WORK ORDER → Within the entries below, every line containing "SymmetryMode" is to be copied.

DATASET RECORDS →
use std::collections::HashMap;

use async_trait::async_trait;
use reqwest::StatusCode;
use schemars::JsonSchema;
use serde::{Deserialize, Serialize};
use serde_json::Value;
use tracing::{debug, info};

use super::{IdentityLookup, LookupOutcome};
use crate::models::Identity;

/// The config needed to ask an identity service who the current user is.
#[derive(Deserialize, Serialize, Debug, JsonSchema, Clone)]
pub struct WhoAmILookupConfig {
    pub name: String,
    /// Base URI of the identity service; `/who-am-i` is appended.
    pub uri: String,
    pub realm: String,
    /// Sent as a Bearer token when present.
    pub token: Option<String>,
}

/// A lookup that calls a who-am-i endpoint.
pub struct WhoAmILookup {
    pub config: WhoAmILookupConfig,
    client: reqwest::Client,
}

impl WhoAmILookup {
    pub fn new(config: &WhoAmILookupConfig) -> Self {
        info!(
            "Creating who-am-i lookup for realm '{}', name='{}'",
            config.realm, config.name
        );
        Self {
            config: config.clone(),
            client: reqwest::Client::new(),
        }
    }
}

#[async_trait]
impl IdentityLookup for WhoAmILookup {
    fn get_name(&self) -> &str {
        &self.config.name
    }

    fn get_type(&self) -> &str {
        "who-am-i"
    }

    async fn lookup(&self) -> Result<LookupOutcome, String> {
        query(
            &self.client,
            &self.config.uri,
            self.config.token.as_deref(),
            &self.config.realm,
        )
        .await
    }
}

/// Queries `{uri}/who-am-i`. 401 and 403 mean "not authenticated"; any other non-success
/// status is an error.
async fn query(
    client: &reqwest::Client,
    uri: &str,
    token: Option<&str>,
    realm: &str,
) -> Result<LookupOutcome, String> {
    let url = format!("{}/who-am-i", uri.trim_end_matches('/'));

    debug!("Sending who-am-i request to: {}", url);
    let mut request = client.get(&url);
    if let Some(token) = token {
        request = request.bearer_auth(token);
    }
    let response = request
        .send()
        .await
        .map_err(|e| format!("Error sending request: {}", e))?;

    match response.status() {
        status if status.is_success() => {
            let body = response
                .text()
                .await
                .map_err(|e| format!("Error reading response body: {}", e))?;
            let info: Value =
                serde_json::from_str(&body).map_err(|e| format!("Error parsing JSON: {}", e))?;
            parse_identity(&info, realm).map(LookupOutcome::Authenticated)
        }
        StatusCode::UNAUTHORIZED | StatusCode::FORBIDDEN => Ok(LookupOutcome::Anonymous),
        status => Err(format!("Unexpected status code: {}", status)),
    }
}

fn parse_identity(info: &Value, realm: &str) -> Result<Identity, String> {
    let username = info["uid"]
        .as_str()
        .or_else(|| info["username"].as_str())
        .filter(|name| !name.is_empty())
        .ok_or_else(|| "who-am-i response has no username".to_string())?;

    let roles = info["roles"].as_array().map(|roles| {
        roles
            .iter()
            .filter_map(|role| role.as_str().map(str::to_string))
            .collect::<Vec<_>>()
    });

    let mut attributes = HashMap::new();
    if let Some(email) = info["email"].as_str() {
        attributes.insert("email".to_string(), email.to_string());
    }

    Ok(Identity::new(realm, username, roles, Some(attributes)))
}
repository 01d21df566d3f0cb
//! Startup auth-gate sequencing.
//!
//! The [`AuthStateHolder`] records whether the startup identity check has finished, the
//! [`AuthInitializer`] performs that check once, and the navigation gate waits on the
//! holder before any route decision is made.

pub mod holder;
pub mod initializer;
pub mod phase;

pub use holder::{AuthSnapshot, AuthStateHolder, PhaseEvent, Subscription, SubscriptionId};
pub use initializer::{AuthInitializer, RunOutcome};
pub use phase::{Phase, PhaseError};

* * *

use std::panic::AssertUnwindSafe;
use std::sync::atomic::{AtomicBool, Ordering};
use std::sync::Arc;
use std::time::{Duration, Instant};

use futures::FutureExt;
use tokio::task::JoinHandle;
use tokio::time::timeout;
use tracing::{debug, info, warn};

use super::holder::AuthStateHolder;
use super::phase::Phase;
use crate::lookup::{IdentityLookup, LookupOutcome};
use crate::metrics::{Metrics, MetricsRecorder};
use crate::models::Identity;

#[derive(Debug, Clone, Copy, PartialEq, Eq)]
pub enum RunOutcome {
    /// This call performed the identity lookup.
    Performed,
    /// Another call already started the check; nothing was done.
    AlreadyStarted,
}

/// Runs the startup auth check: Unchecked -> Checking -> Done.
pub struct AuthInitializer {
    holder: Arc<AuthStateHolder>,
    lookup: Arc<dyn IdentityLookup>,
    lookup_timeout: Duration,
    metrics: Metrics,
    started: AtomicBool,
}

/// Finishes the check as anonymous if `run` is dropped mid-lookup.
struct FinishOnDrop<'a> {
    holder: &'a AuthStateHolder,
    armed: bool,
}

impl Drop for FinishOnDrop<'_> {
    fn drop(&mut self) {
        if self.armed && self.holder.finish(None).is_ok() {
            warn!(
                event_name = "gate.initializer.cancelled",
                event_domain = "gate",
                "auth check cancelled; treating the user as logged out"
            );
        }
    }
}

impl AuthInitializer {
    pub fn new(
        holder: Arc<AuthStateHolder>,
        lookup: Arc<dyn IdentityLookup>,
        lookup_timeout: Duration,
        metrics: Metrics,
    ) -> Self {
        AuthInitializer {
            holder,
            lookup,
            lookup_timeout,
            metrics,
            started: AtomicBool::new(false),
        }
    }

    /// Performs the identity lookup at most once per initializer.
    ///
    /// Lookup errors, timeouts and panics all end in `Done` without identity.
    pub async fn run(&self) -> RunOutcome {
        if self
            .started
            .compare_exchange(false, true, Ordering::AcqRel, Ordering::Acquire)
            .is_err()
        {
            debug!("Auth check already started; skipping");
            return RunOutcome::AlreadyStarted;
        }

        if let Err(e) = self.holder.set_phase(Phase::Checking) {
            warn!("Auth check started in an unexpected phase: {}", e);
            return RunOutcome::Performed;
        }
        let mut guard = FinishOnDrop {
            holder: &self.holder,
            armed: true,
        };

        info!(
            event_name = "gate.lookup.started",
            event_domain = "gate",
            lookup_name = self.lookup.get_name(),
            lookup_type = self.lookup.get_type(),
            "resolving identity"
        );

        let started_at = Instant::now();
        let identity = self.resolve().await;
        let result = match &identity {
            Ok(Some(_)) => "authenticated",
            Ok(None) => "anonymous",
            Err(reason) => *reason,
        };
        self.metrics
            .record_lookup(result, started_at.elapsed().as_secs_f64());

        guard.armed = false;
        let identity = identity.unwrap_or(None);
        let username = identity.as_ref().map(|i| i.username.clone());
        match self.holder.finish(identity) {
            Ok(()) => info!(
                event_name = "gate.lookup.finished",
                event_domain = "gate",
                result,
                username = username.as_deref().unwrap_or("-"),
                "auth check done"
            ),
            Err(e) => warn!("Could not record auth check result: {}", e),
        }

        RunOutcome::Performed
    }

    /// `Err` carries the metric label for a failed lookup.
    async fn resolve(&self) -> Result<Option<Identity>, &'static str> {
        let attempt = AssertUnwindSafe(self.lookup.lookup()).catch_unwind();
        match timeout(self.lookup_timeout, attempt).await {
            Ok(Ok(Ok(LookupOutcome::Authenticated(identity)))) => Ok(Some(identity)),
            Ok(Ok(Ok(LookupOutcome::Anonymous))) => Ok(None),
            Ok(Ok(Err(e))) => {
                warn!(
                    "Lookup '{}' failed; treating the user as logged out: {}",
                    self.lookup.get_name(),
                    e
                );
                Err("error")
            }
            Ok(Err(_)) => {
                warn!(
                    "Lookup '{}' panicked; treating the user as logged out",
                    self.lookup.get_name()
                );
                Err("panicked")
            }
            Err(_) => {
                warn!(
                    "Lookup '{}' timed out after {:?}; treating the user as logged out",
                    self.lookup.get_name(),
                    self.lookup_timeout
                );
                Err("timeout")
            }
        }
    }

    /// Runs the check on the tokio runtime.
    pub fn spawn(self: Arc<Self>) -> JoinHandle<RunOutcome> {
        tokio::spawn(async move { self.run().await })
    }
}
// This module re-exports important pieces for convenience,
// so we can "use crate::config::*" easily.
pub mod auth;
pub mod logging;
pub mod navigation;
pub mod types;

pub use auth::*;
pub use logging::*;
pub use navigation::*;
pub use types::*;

==

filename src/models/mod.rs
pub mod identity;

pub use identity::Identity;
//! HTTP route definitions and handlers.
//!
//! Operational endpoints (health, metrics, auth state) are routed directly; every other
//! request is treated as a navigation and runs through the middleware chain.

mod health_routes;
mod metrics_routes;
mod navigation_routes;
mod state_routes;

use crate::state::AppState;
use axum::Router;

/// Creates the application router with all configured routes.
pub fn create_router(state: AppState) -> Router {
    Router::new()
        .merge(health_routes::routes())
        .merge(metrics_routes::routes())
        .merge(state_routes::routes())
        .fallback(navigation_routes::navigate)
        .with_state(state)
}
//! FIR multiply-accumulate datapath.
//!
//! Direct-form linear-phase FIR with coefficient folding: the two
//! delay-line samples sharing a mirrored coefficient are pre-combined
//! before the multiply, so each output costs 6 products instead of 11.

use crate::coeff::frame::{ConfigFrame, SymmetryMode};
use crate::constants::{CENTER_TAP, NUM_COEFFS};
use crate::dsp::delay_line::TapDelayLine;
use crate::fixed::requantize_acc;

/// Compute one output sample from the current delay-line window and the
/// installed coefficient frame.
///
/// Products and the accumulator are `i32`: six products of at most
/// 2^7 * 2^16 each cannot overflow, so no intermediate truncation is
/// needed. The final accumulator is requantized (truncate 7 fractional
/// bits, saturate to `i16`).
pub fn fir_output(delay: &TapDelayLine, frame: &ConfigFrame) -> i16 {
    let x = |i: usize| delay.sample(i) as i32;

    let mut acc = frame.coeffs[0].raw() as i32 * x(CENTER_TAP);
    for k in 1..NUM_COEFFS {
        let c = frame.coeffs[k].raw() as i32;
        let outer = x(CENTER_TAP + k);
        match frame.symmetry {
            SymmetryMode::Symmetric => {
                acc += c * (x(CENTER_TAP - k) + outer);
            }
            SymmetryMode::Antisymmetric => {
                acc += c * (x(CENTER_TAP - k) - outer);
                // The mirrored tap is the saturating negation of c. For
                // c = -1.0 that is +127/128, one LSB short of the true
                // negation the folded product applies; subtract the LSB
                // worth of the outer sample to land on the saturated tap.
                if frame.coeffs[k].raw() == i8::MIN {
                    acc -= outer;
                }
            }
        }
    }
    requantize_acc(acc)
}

OUTPUT BELOW →
use crate::coeff::frame::{ConfigFrame, SymmetryMode};
            SymmetryMode::Symmetric => {
            SymmetryMode::Antisymmetric => {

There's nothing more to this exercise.